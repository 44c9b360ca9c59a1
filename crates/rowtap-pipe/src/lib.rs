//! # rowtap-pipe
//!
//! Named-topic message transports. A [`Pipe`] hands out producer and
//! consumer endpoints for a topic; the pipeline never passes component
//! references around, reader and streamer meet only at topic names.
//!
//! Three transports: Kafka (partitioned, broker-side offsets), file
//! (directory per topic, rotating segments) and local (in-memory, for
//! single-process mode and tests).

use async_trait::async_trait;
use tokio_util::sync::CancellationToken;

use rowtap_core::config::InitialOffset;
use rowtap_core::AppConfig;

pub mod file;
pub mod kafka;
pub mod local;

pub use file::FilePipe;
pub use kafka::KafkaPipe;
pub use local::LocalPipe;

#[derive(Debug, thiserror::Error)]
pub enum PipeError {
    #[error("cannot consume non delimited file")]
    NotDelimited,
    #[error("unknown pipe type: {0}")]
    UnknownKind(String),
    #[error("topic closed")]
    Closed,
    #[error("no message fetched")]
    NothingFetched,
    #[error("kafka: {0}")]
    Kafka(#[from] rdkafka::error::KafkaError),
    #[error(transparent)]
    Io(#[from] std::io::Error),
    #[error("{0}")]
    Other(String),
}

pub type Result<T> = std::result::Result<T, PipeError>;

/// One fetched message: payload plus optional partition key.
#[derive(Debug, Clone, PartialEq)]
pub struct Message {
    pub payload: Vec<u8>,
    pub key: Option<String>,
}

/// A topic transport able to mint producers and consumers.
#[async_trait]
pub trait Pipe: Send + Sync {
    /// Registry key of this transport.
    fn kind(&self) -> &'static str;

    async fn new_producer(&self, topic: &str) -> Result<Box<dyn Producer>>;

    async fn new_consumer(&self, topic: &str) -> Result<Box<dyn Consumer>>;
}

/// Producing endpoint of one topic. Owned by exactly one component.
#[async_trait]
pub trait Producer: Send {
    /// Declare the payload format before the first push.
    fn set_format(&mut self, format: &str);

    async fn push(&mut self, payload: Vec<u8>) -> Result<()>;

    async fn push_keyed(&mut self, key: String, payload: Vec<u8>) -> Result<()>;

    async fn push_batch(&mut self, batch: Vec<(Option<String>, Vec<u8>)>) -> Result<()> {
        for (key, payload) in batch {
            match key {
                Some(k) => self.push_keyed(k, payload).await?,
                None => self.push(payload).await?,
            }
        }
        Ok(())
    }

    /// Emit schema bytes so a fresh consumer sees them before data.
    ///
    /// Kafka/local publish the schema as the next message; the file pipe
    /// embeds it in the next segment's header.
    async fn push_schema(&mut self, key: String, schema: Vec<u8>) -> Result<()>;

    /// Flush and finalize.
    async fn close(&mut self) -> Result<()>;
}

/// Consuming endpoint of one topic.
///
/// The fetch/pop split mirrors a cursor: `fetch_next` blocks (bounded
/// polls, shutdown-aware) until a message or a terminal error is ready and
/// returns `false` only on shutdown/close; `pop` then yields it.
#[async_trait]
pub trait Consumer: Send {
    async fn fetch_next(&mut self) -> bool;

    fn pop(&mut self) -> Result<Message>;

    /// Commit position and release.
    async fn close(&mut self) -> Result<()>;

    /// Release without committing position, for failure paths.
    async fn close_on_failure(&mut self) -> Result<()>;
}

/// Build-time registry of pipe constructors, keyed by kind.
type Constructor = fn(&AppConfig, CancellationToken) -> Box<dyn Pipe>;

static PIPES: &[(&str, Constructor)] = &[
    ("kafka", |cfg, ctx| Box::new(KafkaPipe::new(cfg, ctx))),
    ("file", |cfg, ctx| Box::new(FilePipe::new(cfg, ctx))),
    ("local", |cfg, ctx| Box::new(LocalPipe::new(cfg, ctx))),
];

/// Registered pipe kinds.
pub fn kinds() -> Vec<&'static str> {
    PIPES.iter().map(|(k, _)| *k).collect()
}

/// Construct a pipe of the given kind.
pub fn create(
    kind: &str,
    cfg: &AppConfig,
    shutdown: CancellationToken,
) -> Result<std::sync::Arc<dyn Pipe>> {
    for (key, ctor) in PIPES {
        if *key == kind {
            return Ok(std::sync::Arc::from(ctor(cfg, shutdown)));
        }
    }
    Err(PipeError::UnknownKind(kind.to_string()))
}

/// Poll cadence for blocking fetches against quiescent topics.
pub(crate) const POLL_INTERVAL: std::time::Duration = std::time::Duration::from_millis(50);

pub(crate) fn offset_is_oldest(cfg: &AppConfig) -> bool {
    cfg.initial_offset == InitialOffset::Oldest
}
§
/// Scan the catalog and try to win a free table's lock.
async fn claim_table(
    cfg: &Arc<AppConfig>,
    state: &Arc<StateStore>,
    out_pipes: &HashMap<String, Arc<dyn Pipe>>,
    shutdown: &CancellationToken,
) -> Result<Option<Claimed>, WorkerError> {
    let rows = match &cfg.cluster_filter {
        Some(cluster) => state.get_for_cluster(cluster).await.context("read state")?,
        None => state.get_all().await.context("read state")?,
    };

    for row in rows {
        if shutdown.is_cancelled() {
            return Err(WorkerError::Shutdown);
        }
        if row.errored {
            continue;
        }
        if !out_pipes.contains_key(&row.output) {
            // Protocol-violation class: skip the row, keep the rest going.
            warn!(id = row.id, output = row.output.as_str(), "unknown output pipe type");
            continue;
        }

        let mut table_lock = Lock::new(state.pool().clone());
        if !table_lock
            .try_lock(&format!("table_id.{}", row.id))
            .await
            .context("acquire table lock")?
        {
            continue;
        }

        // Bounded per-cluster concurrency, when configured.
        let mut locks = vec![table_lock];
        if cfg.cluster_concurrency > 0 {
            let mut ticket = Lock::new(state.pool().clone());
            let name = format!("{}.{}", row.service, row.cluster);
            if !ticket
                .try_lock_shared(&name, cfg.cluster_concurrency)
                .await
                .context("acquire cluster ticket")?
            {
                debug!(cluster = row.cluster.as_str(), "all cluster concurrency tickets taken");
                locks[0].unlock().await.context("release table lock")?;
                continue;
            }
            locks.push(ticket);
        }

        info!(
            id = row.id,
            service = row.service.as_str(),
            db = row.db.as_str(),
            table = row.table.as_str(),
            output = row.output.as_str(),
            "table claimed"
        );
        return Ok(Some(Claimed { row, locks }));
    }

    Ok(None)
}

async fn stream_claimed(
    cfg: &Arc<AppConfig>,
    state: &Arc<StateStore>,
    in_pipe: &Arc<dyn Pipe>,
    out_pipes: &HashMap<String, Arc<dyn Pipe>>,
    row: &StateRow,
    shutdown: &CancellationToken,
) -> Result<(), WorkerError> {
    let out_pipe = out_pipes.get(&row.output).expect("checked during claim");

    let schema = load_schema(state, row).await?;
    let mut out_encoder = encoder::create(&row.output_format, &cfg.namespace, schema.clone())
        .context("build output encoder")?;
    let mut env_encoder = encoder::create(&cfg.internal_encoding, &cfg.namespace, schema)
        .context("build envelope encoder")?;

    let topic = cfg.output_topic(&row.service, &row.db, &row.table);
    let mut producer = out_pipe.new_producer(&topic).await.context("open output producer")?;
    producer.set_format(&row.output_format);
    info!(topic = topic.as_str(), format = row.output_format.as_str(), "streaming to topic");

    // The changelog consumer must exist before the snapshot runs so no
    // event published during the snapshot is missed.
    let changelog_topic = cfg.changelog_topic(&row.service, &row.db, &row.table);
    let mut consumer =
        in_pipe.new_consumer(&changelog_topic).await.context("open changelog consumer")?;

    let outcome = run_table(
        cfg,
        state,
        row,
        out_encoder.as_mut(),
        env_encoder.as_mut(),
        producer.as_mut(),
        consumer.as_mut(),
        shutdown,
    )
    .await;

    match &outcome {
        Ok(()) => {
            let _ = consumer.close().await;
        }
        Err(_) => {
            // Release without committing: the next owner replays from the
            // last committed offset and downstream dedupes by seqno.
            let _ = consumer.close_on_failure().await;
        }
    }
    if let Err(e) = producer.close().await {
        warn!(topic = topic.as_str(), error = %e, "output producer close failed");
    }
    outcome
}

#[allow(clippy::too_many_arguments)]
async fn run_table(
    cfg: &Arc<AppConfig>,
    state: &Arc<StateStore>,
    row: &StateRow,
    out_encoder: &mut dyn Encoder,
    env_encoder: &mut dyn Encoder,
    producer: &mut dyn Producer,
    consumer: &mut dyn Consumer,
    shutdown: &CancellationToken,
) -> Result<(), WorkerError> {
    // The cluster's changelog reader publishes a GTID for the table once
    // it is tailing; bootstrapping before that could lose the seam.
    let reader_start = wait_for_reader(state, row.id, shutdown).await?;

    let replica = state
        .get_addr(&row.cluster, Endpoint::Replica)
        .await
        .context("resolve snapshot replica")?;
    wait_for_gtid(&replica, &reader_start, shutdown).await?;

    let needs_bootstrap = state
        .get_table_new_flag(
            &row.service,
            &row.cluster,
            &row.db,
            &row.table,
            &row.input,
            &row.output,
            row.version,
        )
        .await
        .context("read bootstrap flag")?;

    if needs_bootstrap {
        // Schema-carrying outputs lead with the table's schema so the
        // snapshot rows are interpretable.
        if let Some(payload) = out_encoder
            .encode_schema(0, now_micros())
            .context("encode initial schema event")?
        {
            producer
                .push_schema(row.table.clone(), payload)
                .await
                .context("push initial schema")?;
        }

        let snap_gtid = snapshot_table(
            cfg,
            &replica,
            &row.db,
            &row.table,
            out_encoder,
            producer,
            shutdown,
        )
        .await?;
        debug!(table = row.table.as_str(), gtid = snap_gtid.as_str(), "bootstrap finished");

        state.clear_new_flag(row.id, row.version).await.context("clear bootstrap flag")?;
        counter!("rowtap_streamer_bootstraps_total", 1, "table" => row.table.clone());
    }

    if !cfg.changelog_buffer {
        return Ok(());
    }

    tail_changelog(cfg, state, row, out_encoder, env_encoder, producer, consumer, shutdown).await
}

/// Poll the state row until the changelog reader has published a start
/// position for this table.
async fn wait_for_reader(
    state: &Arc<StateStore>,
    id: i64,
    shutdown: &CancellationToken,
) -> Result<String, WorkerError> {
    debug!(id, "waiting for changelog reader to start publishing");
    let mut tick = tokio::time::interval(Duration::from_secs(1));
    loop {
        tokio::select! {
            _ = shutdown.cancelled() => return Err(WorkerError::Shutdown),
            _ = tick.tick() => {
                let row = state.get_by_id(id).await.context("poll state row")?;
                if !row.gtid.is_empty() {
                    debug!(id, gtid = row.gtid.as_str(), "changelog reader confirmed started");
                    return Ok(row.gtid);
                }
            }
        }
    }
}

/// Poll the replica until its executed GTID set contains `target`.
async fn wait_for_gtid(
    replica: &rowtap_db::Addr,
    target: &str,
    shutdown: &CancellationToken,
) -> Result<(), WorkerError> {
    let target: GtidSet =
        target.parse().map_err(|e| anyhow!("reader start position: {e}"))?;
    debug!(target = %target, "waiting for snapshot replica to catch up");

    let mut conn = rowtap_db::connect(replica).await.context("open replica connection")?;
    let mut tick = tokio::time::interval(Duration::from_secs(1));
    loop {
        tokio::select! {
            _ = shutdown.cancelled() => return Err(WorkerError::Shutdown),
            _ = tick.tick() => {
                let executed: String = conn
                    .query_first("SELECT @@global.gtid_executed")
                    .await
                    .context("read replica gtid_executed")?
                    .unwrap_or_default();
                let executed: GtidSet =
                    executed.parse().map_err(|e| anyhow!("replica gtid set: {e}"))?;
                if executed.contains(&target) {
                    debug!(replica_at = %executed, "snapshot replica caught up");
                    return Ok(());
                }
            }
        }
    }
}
§
• What you will do
Restate word for word only the lines above from the line containing "async fn new_consumer(&self, topic: &str)" to the line containing "pub fn kinds()", both of them included.

• Answer to the exercise
    async fn new_consumer(&self, topic: &str) -> Result<Box<dyn Consumer>>;
}

/// Producing endpoint of one topic. Owned by exactly one component.
#[async_trait]
pub trait Producer: Send {
    /// Declare the payload format before the first push.
    fn set_format(&mut self, format: &str);

    async fn push(&mut self, payload: Vec<u8>) -> Result<()>;

    async fn push_keyed(&mut self, key: String, payload: Vec<u8>) -> Result<()>;

    async fn push_batch(&mut self, batch: Vec<(Option<String>, Vec<u8>)>) -> Result<()> {
        for (key, payload) in batch {
            match key {
                Some(k) => self.push_keyed(k, payload).await?,
                None => self.push(payload).await?,
            }
        }
        Ok(())
    }

    /// Emit schema bytes so a fresh consumer sees them before data.
    ///
    /// Kafka/local publish the schema as the next message; the file pipe
    /// embeds it in the next segment's header.
    async fn push_schema(&mut self, key: String, schema: Vec<u8>) -> Result<()>;

    /// Flush and finalize.
    async fn close(&mut self) -> Result<()>;
}

/// Consuming endpoint of one topic.
///
/// The fetch/pop split mirrors a cursor: `fetch_next` blocks (bounded
/// polls, shutdown-aware) until a message or a terminal error is ready and
/// returns `false` only on shutdown/close; `pop` then yields it.
#[async_trait]
pub trait Consumer: Send {
    async fn fetch_next(&mut self) -> bool;

    fn pop(&mut self) -> Result<Message>;

    /// Commit position and release.
    async fn close(&mut self) -> Result<()>;

    /// Release without committing position, for failure paths.
    async fn close_on_failure(&mut self) -> Result<()>;
}

/// Build-time registry of pipe constructors, keyed by kind.
type Constructor = fn(&AppConfig, CancellationToken) -> Box<dyn Pipe>;

static PIPES: &[(&str, Constructor)] = &[
    ("kafka", |cfg, ctx| Box::new(KafkaPipe::new(cfg, ctx))),
    ("file", |cfg, ctx| Box::new(FilePipe::new(cfg, ctx))),
    ("local", |cfg, ctx| Box::new(LocalPipe::new(cfg, ctx))),
];

/// Registered pipe kinds.
pub fn kinds() -> Vec<&'static str> {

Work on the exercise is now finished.